Lethal power that boils my blood is not so hot, and so I let the freeze embrace me, just like I'm under the ice of the North all over again. Is this the end?
*oOo*
The place I see doesn't look like the Spirit World, unless of course there is a perfect copy of the Fire Nation palace there. I don't belong here, I'm waited for somewhere else. I don't know where this certainty comes from, but I'm used to trusting my instincts so the very next moment I run through the palace corridors. Are my legs caught in the Fire Lord traditional robes? I have no time to dwell on the thought, for I feel I'm getting close.
My heart flutters as I see Katara sitting in the garden. Something is wrong, terribly wrong. The thought is throbbing painfully until I notice that crimson is not a part of her dress, but blood. Her blood. I'm too late.
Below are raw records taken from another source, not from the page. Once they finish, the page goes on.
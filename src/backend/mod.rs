//! Backend collaborator abstraction
//!
//! All project, task and memory state lives on the remote Ramorie service.
//! The tool dispatcher talks to it only through the [`Backend`] trait, so the
//! protocol layer can be exercised against an in-memory fake in tests.
//!
//! Implementations perform exactly one remote call per method, never retry,
//! and surface failures immediately.

pub mod http;

use crate::error::Result;
use crate::types::{Annotation, Decision, Memory, Project, Task, UserFocus};
use async_trait::async_trait;
use serde_json::Value;

pub use http::HttpBackend;

/// HTTP verb for the generic passthrough
#[derive(Debug, Clone, Copy, PartialEq, Eq)]
pub enum Method {
    Get,
    Post,
    Put,
    Delete,
}

/// Filters for listing tasks
#[derive(Debug, Clone, Default, PartialEq)]
pub struct TaskQuery {
    pub project_id: Option<String>,
    pub status: Option<String>,
    /// Free-text search handled server-side
    pub q: Option<String>,
}

/// Filters for listing memories
#[derive(Debug, Clone, Default, PartialEq)]
pub struct MemoryQuery {
    pub project_id: Option<String>,
}

/// Payload for creating a task
#[derive(Debug, Clone, PartialEq)]
pub struct NewTask {
    pub project_id: String,
    pub title: String,
    pub description: String,
    pub priority: String,
}

/// Payload for recording a decision
#[derive(Debug, Clone, Default, PartialEq)]
pub struct NewDecision {
    pub title: String,
    pub description: Option<String>,
    pub status: Option<String>,
    pub area: Option<String>,
    pub context: Option<String>,
    pub consequences: Option<String>,
}

/// Filters for listing decisions
#[derive(Debug, Clone, Default, PartialEq)]
pub struct DecisionQuery {
    pub status: Option<String>,
    pub area: Option<String>,
    pub limit: Option<usize>,
}

/// Scope for the stats report
#[derive(Debug, Clone, Default, PartialEq)]
pub struct StatsQuery {
    pub project_id: Option<String>,
}

/// Remote operations consumed by the tool dispatcher
#[cfg_attr(test, mockall::automock)]
#[async_trait]
pub trait Backend: Send + Sync {
    // Projects
    async fn list_projects(&self) -> Result<Vec<Project>>;
    async fn create_project(&self, name: &str, description: &str) -> Result<Project>;
    async fn get_project(&self, id: &str) -> Result<Project>;
    async fn set_project_active(&self, id: &str) -> Result<()>;

    // Tasks
    async fn list_tasks(&self, query: &TaskQuery) -> Result<Vec<Task>>;
    async fn create_task(&self, task: &NewTask) -> Result<Task>;
    async fn get_task(&self, id: &str) -> Result<Task>;
    async fn update_task(&self, id: &str, updates: &Value) -> Result<Task>;
    async fn start_task(&self, id: &str) -> Result<()>;
    async fn complete_task(&self, id: &str) -> Result<()>;
    async fn stop_task(&self, id: &str) -> Result<()>;
    async fn get_active_task(&self) -> Result<Option<Task>>;
    async fn create_annotation(&self, task_id: &str, content: &str) -> Result<Annotation>;

    // Memories
    async fn create_memory(&self, project_id: &str, content: &str) -> Result<Memory>;
    async fn list_memories(&self, query: &MemoryQuery) -> Result<Vec<Memory>>;
    async fn get_memory(&self, id: &str) -> Result<Memory>;

    // Focus
    async fn get_focus(&self) -> Result<UserFocus>;
    async fn set_focus(&self, pack_id: &str) -> Result<UserFocus>;
    async fn clear_focus(&self) -> Result<()>;

    // Decisions
    async fn create_decision(&self, decision: &NewDecision) -> Result<Decision>;
    async fn list_decisions(&self, query: &DecisionQuery) -> Result<Vec<Decision>>;

    // Reports
    /// Raw `/reports/stats` payload; its shape is owned by the backend
    async fn get_stats(&self, query: &StatsQuery) -> Result<Value>;
}
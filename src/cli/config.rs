//! Configuration management command

use anyhow::Context;
use clap::Subcommand;
use ramorie_core::config::{mask_api_key, ClientSettings, ConfigStore};
use ramorie_core::error::{RamorieError, Result};
use std::io::Write;

#[derive(Subcommand)]
pub enum ConfigAction {
    /// Show the local configuration
    Show,

    /// Store the API key in ~/.ramorie/config.json
    SetKey {
        /// API key (if not provided, will prompt interactively)
        key: Option<String>,
    },

    /// Forget the locally active project
    ClearProject,
}

/// Handle configuration management command
pub async fn handle(action: ConfigAction) -> Result<()> {
    let store = ConfigStore::default_location().context("Failed to locate config file")?;

    match action {
        ConfigAction::Show => {
            let cfg = store
                .load()
                .with_context(|| format!("Failed to read {}", store.path().display()))?;
            let settings = ClientSettings::load().context("Failed to load client settings")?;

            println!("Config file:    {}", store.path().display());
            println!("API endpoint:   {}", settings.api_base_url);
            println!("Timeout:        {}s", settings.timeout_secs);
            match &cfg.api_key {
                Some(key) => println!("API key:        {}", mask_api_key(key)),
                None => println!("API key:        (not set)"),
            }
            println!(
                "Active project: {}",
                cfg.active_project_id.as_deref().unwrap_or("(none)")
            );
            Ok(())
        }
        ConfigAction::SetKey { key } => {
            let key = match key {
                Some(key) => key,
                None => {
                    print!("Enter API key: ");
                    std::io::stdout().flush()?;
                    let mut input = String::new();
                    std::io::stdin()
                        .read_line(&mut input)
                        .context("Failed to read API key")?;
                    input
                }
            };

            let key = normalize_key(&key)?;
            store.update(|cfg| cfg.api_key = Some(key))?;
            println!("API key saved to {}", store.path().display());
            Ok(())
        }
        ConfigAction::ClearProject => {
            store.update(|cfg| cfg.active_project_id = None)?;
            println!("Active project cleared");
            Ok(())
        }
    }
}

fn normalize_key(raw: &str) -> Result<String> {
    let key = raw.trim();
    if key.is_empty() {
        return Err(RamorieError::missing_argument("API key"));
    }
    Ok(key.to_string())
}
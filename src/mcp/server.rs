//! MCP server with stdio transport
//!
//! Implements a JSON-RPC 2.0 server over newline-delimited frames. One line
//! is read, handled and answered before the next is read. The handshake
//! state lives in a [`Session`] owned by the serve loop.

use super::protocol::{
    InitializeParams, JsonRpcError, JsonRpcRequest, JsonRpcResponse, ToolCallParams,
    ToolCallResult, FALLBACK_INTERNAL_ERROR,
};
use super::session::Session;
use super::tools::ToolHandler;
use crate::error::Result;
use serde_json::{json, Map, Value};
use tokio::io::{AsyncBufRead, AsyncBufReadExt, AsyncWrite, AsyncWriteExt, BufReader};
use tracing::{debug, error, info, warn};

/// Name reported in `serverInfo`
pub const SERVER_NAME: &str = "ramorie";

/// MCP server that handles JSON-RPC requests over stdio
pub struct McpServer {
    tool_handler: ToolHandler,
}

impl McpServer {
    /// Create a new MCP server
    pub fn new(tool_handler: ToolHandler) -> Self {
        Self { tool_handler }
    }

    /// Run the server on stdin/stdout until stdin closes
    pub async fn run(&self) -> Result<()> {
        info!("MCP server started, listening on stdin...");
        let reader = BufReader::new(tokio::io::stdin());
        let writer = tokio::io::stdout();
        self.serve(reader, writer).await
    }

    /// Serve frames from `reader` until end of stream
    ///
    /// Only I/O failures are returned; every malformed frame is answered or
    /// skipped without stopping the loop.
    pub async fn serve<R, W>(&self, mut reader: R, mut writer: W) -> Result<()>
    where
        R: AsyncBufRead + Unpin,
        W: AsyncWrite + Unpin,
    {
        let mut session = Session::new();
        let mut buf = Vec::new();

        loop {
            buf.clear();
            let n = reader.read_until(b'\n', &mut buf).await.map_err(|e| {
                error!("Failed to read from stdin: {}", e);
                e
            })?;
            if n == 0 {
                debug!("Received EOF, shutting down");
                break;
            }

            let response = match std::str::from_utf8(&buf) {
                Ok(line) => {
                    let line = line.trim();
                    if line.is_empty() {
                        continue;
                    }
                    debug!("Received request: {}", line);
                    self.handle_line(&mut session, line).await
                }
                Err(e) => {
                    warn!("Frame is not valid UTF-8: {}", e);
                    Some(JsonRpcResponse::error(None, JsonRpcError::parse_error()))
                }
            };

            if let Some(response) = response {
                let frame = encode(&response);
                debug!("Sending response: {}", frame);
                write_frame(&mut writer, &frame).await?;
            }
        }

        info!("MCP server shutting down");
        Ok(())
    }

    /// Handle one trimmed, non-blank frame
    ///
    /// Returns `None` when nothing must be written back (notifications and
    /// unrecoverable envelopes).
    pub async fn handle_line(&self, session: &mut Session, line: &str) -> Option<JsonRpcResponse> {
        let value: Value = match serde_json::from_str(line) {
            Ok(value) => value,
            Err(e) => {
                warn!("Invalid JSON: {}", e);
                return Some(JsonRpcResponse::error(None, JsonRpcError::parse_error()));
            }
        };

        let request: JsonRpcRequest = match serde_json::from_value(value.clone()) {
            Ok(request) => request,
            Err(e) => {
                return match value.get("id") {
                    Some(id) => {
                        warn!("Malformed request (id {}): {}", id, e);
                        Some(JsonRpcResponse::error(
                            Some(id.clone()),
                            JsonRpcError::parse_error(),
                        ))
                    }
                    None => {
                        warn!("Skipping malformed message without id: {}", e);
                        None
                    }
                };
            }
        };

        self.handle_request(session, request).await
    }

    /// Route a parsed request according to the session state
    pub async fn handle_request(
        &self,
        session: &mut Session,
        request: JsonRpcRequest,
    ) -> Option<JsonRpcResponse> {
        if request.is_notification() {
            self.handle_notification(session, &request);
            return None;
        }

        let id = request.id.clone();

        // A missing version is tolerated, a wrong one is not
        if !request.jsonrpc.is_empty() && request.jsonrpc != "2.0" {
            return Some(JsonRpcResponse::error(
                id,
                JsonRpcError::invalid_request("jsonrpc must be '2.0'"),
            ));
        }

        let response = match request.method.as_str() {
            "initialize" => self.handle_initialize(session, request),
            "ping" => JsonRpcResponse::success(id, json!({})),
            _ if !session.is_ready() => {
                debug!("Rejecting {} before initialization", request.method);
                JsonRpcResponse::error(id, JsonRpcError::server_not_initialized())
            }
            "tools/list" => self.handle_tools_list(request),
            "tools/call" => self.handle_tools_call(request).await,
            method => {
                warn!("Unknown method: {}", method);
                JsonRpcResponse::error(id, JsonRpcError::method_not_found(method))
            }
        };

        Some(response)
    }

    fn handle_notification(&self, session: &mut Session, request: &JsonRpcRequest) {
        match request.method.as_str() {
            "notifications/initialized" => session.mark_ready(),
            other => debug!("Ignoring notification: {}", other),
        }
    }

    /// Handle initialize request
    fn handle_initialize(&self, session: &mut Session, request: JsonRpcRequest) -> JsonRpcResponse {
        debug!("Handling initialize");

        let params: InitializeParams = serde_json::from_value(request.params).unwrap_or_default();
        let version = session.negotiate(params.protocol_version.as_deref());

        JsonRpcResponse::success(
            request.id,
            json!({
                "protocolVersion": version,
                "capabilities": {
                    "tools": {}
                },
                "serverInfo": {
                    "name": SERVER_NAME,
                    "version": env!("CARGO_PKG_VERSION")
                }
            }),
        )
    }

    /// Handle tools/list request
    fn handle_tools_list(&self, request: JsonRpcRequest) -> JsonRpcResponse {
        debug!("Handling tools/list");

        let tools = self.tool_handler.list_tools();

        JsonRpcResponse::success(request.id, json!({ "tools": tools }))
    }

    /// Handle tools/call request
    async fn handle_tools_call(&self, request: JsonRpcRequest) -> JsonRpcResponse {
        debug!("Handling tools/call");

        let params: ToolCallParams = match serde_json::from_value(request.params) {
            Ok(params) => params,
            Err(e) => {
                return JsonRpcResponse::error(request.id, JsonRpcError::invalid_params(e.to_string()));
            }
        };

        let arguments = params.arguments.unwrap_or_else(Map::new);
        let outcome = self.tool_handler.execute(&params.name, &arguments).await;
        if let Err(e) = &outcome {
            debug!("Tool {} failed: {}", params.name, e);
        }

        match serde_json::to_value(ToolCallResult::from_result(outcome)) {
            Ok(result) => JsonRpcResponse::success(request.id, result),
            Err(e) => {
                error!("Failed to encode tool result: {}", e);
                JsonRpcResponse::error(request.id, JsonRpcError::internal_error())
            }
        }
    }
}
//! Relevance-ranked memory search
//!
//! Scores an already-fetched candidate set against a free-text term:
//! - a comma anywhere in the term switches to AND mode (split on commas),
//!   otherwise sub-terms are whitespace separated and OR-ed
//! - each matched sub-term earns a base score plus whole-word, markdown
//!   header and repetition bonuses
//! - memories linked to a task get a small flat bonus
//!
//! Ordering is by score only; ties keep the backend's order.

use crate::error::{RamorieError, Result};
use crate::types::Memory;
use chrono::{DateTime, Utc};
use serde::Serialize;
use serde_json::Value;
use uuid::Uuid;

const BASE_MATCH: u32 = 20;
const WHOLE_WORD_BONUS: u32 = 10;
const HEADER_BONUS: u32 = 15;
const REPEAT_BONUS: u32 = 5;
const REPEAT_BONUS_CAP: u32 = 25;
const LINKED_TASK_BONUS: u32 = 5;

/// How sub-terms combine
#[derive(Debug, Clone, Copy, PartialEq, Eq, Serialize)]
pub enum SearchMode {
    #[serde(rename = "AND")]
    And,
    #[serde(rename = "OR")]
    Or,
}

/// Split a raw term into its mode and lower-cased sub-terms
pub fn parse_terms(term: &str) -> (SearchMode, Vec<String>) {
    let (mode, parts): (SearchMode, Vec<&str>) = if term.contains(',') {
        (SearchMode::And, term.split(',').collect())
    } else {
        (SearchMode::Or, term.split_whitespace().collect())
    };

    let terms = parts
        .into_iter()
        .map(|t| t.trim().to_lowercase())
        .filter(|t| !t.is_empty())
        .collect();

    (mode, terms)
}

/// Score one lower-cased sub-term against lower-cased content
///
/// Returns `None` when the sub-term does not occur at all.
pub fn score_term(content: &str, term: &str) -> Option<u32> {
    if term.is_empty() || !content.contains(term) {
        return None;
    }

    let mut score = BASE_MATCH;

    if is_whole_word(content, term) {
        score += WHOLE_WORD_BONUS;
    }

    // "### t" contains "## t" as well
    if content.contains(&format!("## {}", term)) {
        score += HEADER_BONUS;
    }

    let occurrences = content.matches(term).count() as u32;
    if occurrences > 1 {
        score += ((occurrences - 1) * REPEAT_BONUS).min(REPEAT_BONUS_CAP);
    }

    Some(score)
}

fn is_whole_word(content: &str, term: &str) -> bool {
    content.match_indices(term).any(|(start, m)| {
        let before = content[..start].chars().next_back();
        let after = content[start + m.len()..].chars().next();
        before.map_or(true, char::is_whitespace) && after.map_or(true, char::is_whitespace)
    })
}

/// Validated recall parameters
#[derive(Debug, Clone, PartialEq)]
pub struct RecallQuery {
    term: String,
    tag: Option<String>,
    linked_task_only: bool,
    include_relations: bool,
    limit: usize,
    min_score: i64,
}

impl RecallQuery {
    /// A blank term is rejected rather than treated as "match nothing"
    pub fn new(term: impl Into<String>) -> Result<Self> {
        let term = term.into().trim().to_string();
        if term.is_empty() {
            return Err(RamorieError::missing_argument("term"));
        }
        Ok(Self {
            term,
            tag: None,
            linked_task_only: false,
            include_relations: true,
            limit: 20,
            min_score: 0,
        })
    }

    pub fn tag(mut self, tag: Option<String>) -> Self {
        self.tag = tag.filter(|t| !t.trim().is_empty());
        self
    }

    pub fn linked_task_only(mut self, linked: bool) -> Self {
        self.linked_task_only = linked;
        self
    }

    pub fn include_relations(mut self, include: bool) -> Self {
        self.include_relations = include;
        self
    }

    pub fn limit(mut self, limit: usize) -> Self {
        self.limit = limit;
        self
    }

    pub fn min_score(mut self, min_score: i64) -> Self {
        self.min_score = min_score;
        self
    }

    fn admits(&self, memory: &Memory) -> bool {
        if self.linked_task_only && !memory.has_linked_task() {
            return false;
        }
        match &self.tag {
            Some(tag) => memory.has_tag(tag),
            None => true,
        }
    }
}

#[derive(Debug, Clone, PartialEq, Serialize)]
pub struct ProjectRef {
    pub id: Uuid,
    pub name: String,
}

/// One ranked memory
#[derive(Debug, Clone, PartialEq, Serialize)]
pub struct RecallHit {
    pub id: Uuid,
    pub content: String,
    pub score: u32,
    pub created_at: DateTime<Utc>,
    #[serde(skip_serializing_if = "Option::is_none")]
    pub project: Option<ProjectRef>,
    #[serde(skip_serializing_if = "Option::is_none")]
    pub linked_task_id: Option<Uuid>,
    #[serde(skip_serializing_if = "Option::is_none")]
    pub tags: Option<Value>,
}

impl RecallHit {
    fn new(memory: &Memory, score: u32, include_relations: bool) -> Self {
        let mut hit = Self {
            id: memory.id,
            content: memory.content.clone(),
            score,
            created_at: memory.created_at,
            project: None,
            linked_task_id: None,
            tags: None,
        };

        if include_relations {
            hit.project = memory.project.as_ref().map(|p| ProjectRef {
                id: p.id,
                name: p.name.clone(),
            });
            hit.linked_task_id = memory.linked_task_id;
            hit.tags = memory.tags.clone();
        }

        hit
    }
}

/// Result of one recall call
#[derive(Debug, Clone, PartialEq, Serialize)]
pub struct RecallOutcome {
    pub term: String,
    pub search_mode: SearchMode,
    pub count: usize,
    pub total_found: usize,
    pub results: Vec<RecallHit>,
}

/// Filter, score, rank and truncate `memories`
pub fn recall(memories: &[Memory], query: &RecallQuery) -> RecallOutcome {
    let (mode, terms) = parse_terms(&query.term);

    let mut scored: Vec<(&Memory, u32)> = Vec::new();

    // Only separators: nothing can match, and AND must not match vacuously
    if !terms.is_empty() {
        for memory in memories.iter().filter(|m| query.admits(m)) {
            let content = memory.content.to_lowercase();

            let mut score = 0u32;
            let mut matched = 0usize;
            for term in &terms {
                if let Some(s) = score_term(&content, term) {
                    score += s;
                    matched += 1;
                }
            }

            let accepted = match mode {
                SearchMode::And => matched == terms.len(),
                SearchMode::Or => matched > 0,
            };
            if !accepted {
                continue;
            }

            if memory.has_linked_task() {
                score += LINKED_TASK_BONUS;
            }

            if i64::from(score) < query.min_score {
                continue;
            }

            scored.push((memory, score));
        }
    }

    // Stable: equal scores keep candidate order
    scored.sort_by(|a, b| b.1.cmp(&a.1));

    let total_found = scored.len();
    let results: Vec<RecallHit> = scored
        .into_iter()
        .take(query.limit)
        .map(|(m, score)| RecallHit::new(m, score, query.include_relations))
        .collect();

    RecallOutcome {
        term: query.term.clone(),
        search_mode: mode,
        count: results.len(),
        total_found,
        results,
    }
}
My limbs do not obey me, but somehow I manage to get to her side. She's gravely injured, she's dying and there's nothing I can do about it. I can see it in her eyes — there's no fight left, just resignation and bitterness.
Forgive. Me. For. Leaving. You. Alone.
Tears make me blind to the world. Her last words are wrapping my throat like a rope and with silent scream I clutch her lifeless body to my chest. I suffocate. I can't breathe and I don't want to. I can't bare the pain.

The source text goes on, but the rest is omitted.